Oh, yeah absolutely! That is always an appealing thing to me! You know, in the grand history of music a lot of the songs you end up dancing to, you dance along to the melody and the rhythm but you never dance along to the meaning or if you do you know, you are celebrating it one way or another. I was really interested in telling a specific story that would convey a message that was very close to me which is the importance of feminism and the movement to protect civil rights without being too preachy or heavy handed and I decided to go down on the route of more psychedelic imagery. In the song it's described as this giant face that comes, that is formed in the sky from thousands of naked women who free themselves from a sort of captivity and they form a giant face and bring about the end of the world. That was just an image that popped into my head one day and I was so fascinated by trying to marry that; very much a tale that celebrates freedom with something you can dance along to -- so it's very much a light-hearted song in that respect. It has violent imagery if you understand Spanish but you know in the end, I'm thrilled when people dance along to it and surprisingly enough, like I love dancing along to really long songs, but it's like one of those shortest ones I've ever done. Not that it would ever really get played on mainstream radio. But you know, that is fine.

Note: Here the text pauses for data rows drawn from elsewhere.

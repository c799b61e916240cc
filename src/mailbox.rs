//! The operations exposed to a tool-calling agent.

use chrono::{DateTime, FixedOffset};
use std::sync::{Mutex, MutexGuard, PoisonError};
use tracing::debug;

use crate::criteria::{self, Criteria};
use crate::error::{Error, Result};
use crate::folder::with_folder;
use crate::session::{SecondaryFailure, SessionGuard};
use crate::store::FetchQuery;
use crate::types::{
    AppendOutcome, FolderDescriptor, FolderStatus, MessageHeaders, MessageHtml, MessageRecord,
    MessageSize, MessageText, MessageUid,
};

#[cfg(feature = "native-tls")]
use crate::{client_builder::ImapConnector, config::Config};

/// A mailbox, operated one call at a time over a single shared session.
///
/// Every operation except [`MailboxFacade::who_am_i`] holds the session for its whole duration,
/// including the folder restore, so concurrent callers are serialized and never observe each
/// other's folder selection. Each of those operations first makes sure the session is alive,
/// reconnecting if it is not.
pub struct MailboxFacade {
    identity: String,
    drafts_folder: String,
    session: Mutex<SessionGuard>,
}

impl MailboxFacade {
    pub fn new(
        identity: impl Into<String>,
        drafts_folder: impl Into<String>,
        session: SessionGuard,
    ) -> Self {
        MailboxFacade {
            identity: identity.into(),
            drafts_folder: drafts_folder.into(),
            session: Mutex::new(session),
        }
    }

    /// Validate `config`, authenticate, and wrap the resulting session.
    ///
    /// A missing host, login or credential fails with [`Error::Configuration`]; a server that
    /// refuses the connection or the credential fails with [`Error::SessionUnavailable`].
    #[cfg(feature = "native-tls")]
    pub fn open(config: &Config) -> Result<Self> {
        config.validate()?;
        let connector = ImapConnector::from_config(config)?;
        let session = SessionGuard::open(Box::new(connector))?;
        Ok(MailboxFacade::new(
            config.login()?,
            config.drafts_folder.as_str(),
            session,
        ))
    }

    fn lock(&self) -> MutexGuard<'_, SessionGuard> {
        // a panic inside an operation leaves at worst a dead connection, which the next
        // liveness check replaces
        self.session.lock().unwrap_or_else(PoisonError::into_inner)
    }

    fn run<T, F>(&self, operation: &'static str, body: F) -> Result<T>
    where
        F: FnOnce(&mut SessionGuard) -> Result<T>,
    {
        let mut session = self.lock();
        session.ensure_alive()?;
        let result = body(&mut *session);
        match &result {
            Ok(_) => debug!(operation, "done"),
            Err(e) => {
                debug!(operation, error = %e, "failed");
                if e.is_connection_failure() {
                    session.mark_dead();
                }
            }
        }
        result
    }

    /// The configured address of the mailbox. Use it to confirm which mailbox the other
    /// operations act on. Does no I/O.
    pub fn who_am_i(&self) -> &str {
        &self.identity
    }

    /// The folder drafts are appended to.
    pub fn drafts_folder(&self) -> &str {
        &self.drafts_folder
    }

    /// Enumerate the folders under `base` whose names match `pattern`.
    ///
    /// `base` is the folder to look under, e.g. `INBOX`, or `INBOX/Trash` on a server whose
    /// hierarchy delimiter is `/`. An empty `base` searches from the root.
    ///
    /// In `pattern`, `*` matches zero or more characters including the hierarchy delimiter (so
    /// it reaches every descendant) and `%` matches zero or more characters but not the
    /// delimiter (so it stays at one level).
    ///
    /// # Examples
    ///
    /// - every folder: `list_mailboxes("", "*")`
    /// - everything below `Archives`: `list_mailboxes("Archives", "*")`
    /// - children of `INBOX` starting with `Q`, one level deep: `list_mailboxes("INBOX", "Q%")`
    ///
    /// Paths in the result are absolute from the root, so they can be passed straight to the
    /// other operations. The selected folder is left alone.
    pub fn list_mailboxes(&self, base: &str, pattern: &str) -> Result<Vec<FolderDescriptor>> {
        self.run("list", |session| {
            let store = session.current()?;
            let reference = if base.is_empty() {
                String::new()
            } else {
                // `LIST "" ""` answers with the hierarchy delimiter only
                let delimiter = store
                    .list("", "")?
                    .into_iter()
                    .find_map(|root| root.delimiter);
                match delimiter {
                    Some(d) if !base.ends_with(d) => format!("{}{}", base, d),
                    _ => base.to_string(),
                }
            };
            Ok(store.list(&reference, pattern)?)
        })
    }

    /// Message counts for `folder`: total, recent and unseen. The selected folder is left alone.
    pub fn mailbox_status(&self, folder: &str) -> Result<FolderStatus> {
        self.run("status", |session| Ok(session.current()?.status(folder)?))
    }

    /// UIDs of the messages in `folder` (not its subfolders) that match `criteria`, in
    /// ascending order.
    ///
    /// `criteria` uses IMAP SEARCH syntax in prefix notation; see [`criteria::GRAMMAR`] for the
    /// full reference. A malformed string fails with [`Error::MalformedCriteria`] before anything
    /// is sent to the server.
    ///
    /// # Examples
    ///
    /// - `UNSEEN SINCE 1-Jan-2024`
    /// - `OR FROM alice@example.com FROM bob@example.com`
    /// - `NOT (SEEN FLAGGED)`
    ///
    /// The UIDs are only meaningful in `folder`.
    pub fn search(&self, folder: &str, criteria: &str) -> Result<Vec<MessageUid>> {
        let criteria = Criteria::parse(criteria)?;
        self.run("search", |session| {
            with_folder(session, folder, |store| {
                let uids = store.uid_search(criteria.as_str())?;
                Ok(uids.into_iter().map(MessageUid::from).collect())
            })
        })
    }

    /// Fetch the messages `uids` of `folder` in one request, without marking them seen.
    ///
    /// With `headers_only` only the header block is retrieved and the records carry no body.
    /// Records come back in the order the server sends them, which need not be the order of
    /// `uids`; UIDs that no longer exist are simply missing from the result.
    pub fn fetch_messages(
        &self,
        folder: &str,
        uids: &[MessageUid],
        headers_only: bool,
    ) -> Result<Vec<MessageRecord>> {
        if uids.is_empty() {
            return Ok(Vec::new());
        }
        let uid_set = criteria::uid_set(uids)?;
        let query = if headers_only {
            FetchQuery::HeadersOnly
        } else {
            FetchQuery::Full
        };

        self.run("fetch", |session| {
            with_folder(session, folder, |store| {
                store
                    .uid_fetch(&uid_set, query)?
                    .iter()
                    .map(|raw| MessageRecord::decode(raw).map_err(Error::from))
                    .collect()
            })
        })
    }

    /// The headers of each message in `uids`. Repeated headers keep every value, in order.
    pub fn fetch_headers(&self, folder: &str, uids: &[MessageUid]) -> Result<Vec<MessageHeaders>> {
        Ok(project(self.fetch_messages(folder, uids, true)?))
    }

    /// The plain-text body of each message in `uids`: every `text/plain` part that is not an
    /// attachment, joined.
    pub fn fetch_text(&self, folder: &str, uids: &[MessageUid]) -> Result<Vec<MessageText>> {
        Ok(project(self.fetch_messages(folder, uids, false)?))
    }

    /// The HTML body of each message in `uids`: every `text/html` part that is not an
    /// attachment, joined.
    pub fn fetch_html(&self, folder: &str, uids: &[MessageUid]) -> Result<Vec<MessageHtml>> {
        Ok(project(self.fetch_messages(folder, uids, false)?))
    }

    /// The size in bytes of each message in `uids`. Only headers are transferred.
    pub fn fetch_size(&self, folder: &str, uids: &[MessageUid]) -> Result<Vec<MessageSize>> {
        Ok(project(self.fetch_messages(folder, uids, true)?))
    }

    /// Append `content`, a complete RFC 822 message, to the drafts folder with the `\Draft`
    /// flag.
    ///
    /// `content` is stored as is: it must already carry every header the draft needs,
    /// including `In-Reply-To` and `References` naming the original `Message-ID` when it is a
    /// reply. `timestamp` becomes the internal date of the draft; without it the server uses
    /// the time of the append.
    ///
    /// The append is not retried if the connection drops while it is in flight.
    pub fn create_draft_message(
        &self,
        content: &[u8],
        timestamp: Option<DateTime<FixedOffset>>,
    ) -> Result<AppendOutcome> {
        self.run("append", |session| {
            Ok(session
                .current()?
                .append(&self.drafts_folder, content, timestamp)?)
        })
    }

    /// Problems that were logged instead of raised since the last call: failed folder restores
    /// and failed closes of broken connections.
    pub fn secondary_failures(&self) -> Vec<SecondaryFailure> {
        self.lock().secondary_failures()
    }

    /// Log out, ignoring errors. A later operation reconnects.
    pub fn shutdown(&self) {
        self.lock().shutdown();
    }
}

fn project<T: From<MessageRecord>>(records: Vec<MessageRecord>) -> Vec<T> {
    records.into_iter().map(T::from).collect()
}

I'm gonna go to your first album, which is Bolka. You make a declaration. You say, "Ladies and gentlemen, I give you Dorian Wood!" ("Apple Heart") That's also something I don't really see or hear in pop music. Obviously there's a lot of that hubris, in hip-hop. What is that declaration? Why was that where it was on your first album? What were you declaring exactly?

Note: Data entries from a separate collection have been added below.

use std::error::Error as StdError;
use std::io::Read;
use std::path::PathBuf;
use std::process::ExitCode;

use chrono::DateTime;
use clap::{Parser, Subcommand};
use serde::Serialize;
use tracing::error;
use tracing_subscriber::EnvFilter;

use mailbox_tools::{Config, Error, MailboxFacade, MessageUid, GRAMMAR};

#[derive(Parser, Debug)]
#[command(
    name = "mailbox",
    version,
    about = "Operate on an IMAP mailbox",
    long_about = None
)]
struct Cli {
    #[command(subcommand)]
    command: Command,

    #[command(flatten)]
    config: Config,
}

#[derive(Subcommand, Debug)]
enum Command {
    /// Print the configured mailbox address
    Whoami,
    /// Print the search grammar reference
    Grammar,
    /// List the folders under BASE matching PATTERN (`*` any depth, `%` one level)
    List {
        #[arg(default_value = "")]
        base: String,
        #[arg(default_value = "*")]
        pattern: String,
    },
    /// Message counts of a folder
    Status { folder: String },
    /// UIDs of the messages of FOLDER matching CRITERIA
    Search { folder: String, criteria: String },
    /// Headers of the given messages
    Headers {
        folder: String,
        #[arg(required = true)]
        uids: Vec<String>,
    },
    /// Plain-text bodies of the given messages
    Text {
        folder: String,
        #[arg(required = true)]
        uids: Vec<String>,
    },
    /// HTML bodies of the given messages
    Html {
        folder: String,
        #[arg(required = true)]
        uids: Vec<String>,
    },
    /// Sizes of the given messages
    Size {
        folder: String,
        #[arg(required = true)]
        uids: Vec<String>,
    },
    /// Append an RFC 822 message to the drafts folder
    Draft {
        /// File holding the message; read from stdin if absent
        #[arg(long)]
        file: Option<PathBuf>,
        /// Internal date of the draft, RFC 3339
        #[arg(long)]
        date: Option<String>,
    },
}

type BoxResult<T> = Result<T, Box<dyn StdError>>;

fn json<T: Serialize>(value: &T) -> BoxResult<String> {
    Ok(serde_json::to_string_pretty(value)?)
}

fn uids(values: Vec<String>) -> Vec<MessageUid> {
    values.into_iter().map(MessageUid::new).collect()
}

fn run(cli: Cli) -> BoxResult<String> {
    if let Command::Grammar = cli.command {
        return Ok(GRAMMAR.to_string());
    }
    cli.config.validate()?;
    if let Command::Whoami = cli.command {
        return json(&cli.config.login()?);
    }

    let mailbox = MailboxFacade::open(&cli.config)?;
    let output = operate(&mailbox, cli.command);
    mailbox.shutdown();
    output
}

fn operate(mailbox: &MailboxFacade, command: Command) -> BoxResult<String> {
    match command {
        Command::Whoami => json(&mailbox.who_am_i()),
        Command::Grammar => Ok(GRAMMAR.to_string()),
        Command::List { base, pattern } => json(&mailbox.list_mailboxes(&base, &pattern)?),
        Command::Status { folder } => json(&mailbox.mailbox_status(&folder)?),
        Command::Search { folder, criteria } => json(&mailbox.search(&folder, &criteria)?),
        Command::Headers { folder, uids: u } => json(&mailbox.fetch_headers(&folder, &uids(u))?),
        Command::Text { folder, uids: u } => json(&mailbox.fetch_text(&folder, &uids(u))?),
        Command::Html { folder, uids: u } => json(&mailbox.fetch_html(&folder, &uids(u))?),
        Command::Size { folder, uids: u } => json(&mailbox.fetch_size(&folder, &uids(u))?),
        Command::Draft { file, date } => {
            let content = match file {
                Some(path) => std::fs::read(path)?,
                None => {
                    let mut buf = Vec::new();
                    std::io::stdin().read_to_end(&mut buf)?;
                    buf
                }
            };
            let date = date
                .map(|d| DateTime::parse_from_rfc3339(&d))
                .transpose()?;
            json(&mailbox.create_draft_message(&content, date)?)
        }
    }
}

fn main() -> ExitCode {
    dotenvy::dotenv().ok();
    let cli = Cli::parse();

    let filter = EnvFilter::try_from_default_env().unwrap_or_else(|_| EnvFilter::new("info"));
    tracing_subscriber::fmt()
        .with_env_filter(filter)
        .with_writer(std::io::stderr)
        .init();

    match run(cli) {
        Ok(output) => {
            println!("{}", output);
            ExitCode::SUCCESS
        }
        Err(e) => {
            error!("{}", e);
            match e.downcast_ref::<Error>() {
                Some(Error::Configuration(_)) => ExitCode::from(2),
                _ => ExitCode::FAILURE,
            }
        }
    }
}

That song was actually written the day after my ex broke up with me and it was a song that was purged. It was one of the most fluidly composed songs I've ever done. I literally cranked up that song in half hour. Lyrically and melody-wise, it was... It's like when you're having sex and you have a second orgasm that just comes out of nowhere and you're like "God damn it!  I didn't see that coming!" You pat yourself on the back but you're also completely freaked out. It's that blend is what that song is and that statement was coming from where I was just really completely battered... So the song came out and I was just feeling really low and depressed but trying to somehow summon the strength and I couldn't, so I ended up going down the route: “This is how pathetic I am. This is how pathetic I am with my emotions. How freely I laid them out on the table and there's just no hiding how emotionally over-available I am and just pathetic” is really the thing that kept going through my head. "Ladies and gentleman, I give you Dorian Wood--"

In his current state.
"In his sick and sorry ways." I forgot my own lyrics. But anyway. The song is trying to find a villain in this situation but in the end it's just me, the pathetic one who made this choice to be with this person who wasn't going to be by my side and it was almost like "Here I go again, here I go again shooting myself in the foot" and being stupid and being pathetic and that is where that... It's going beyond just these feelings and actually wearing it on my sleeve and putting my name on it and there's no turning back from the self-humiliation.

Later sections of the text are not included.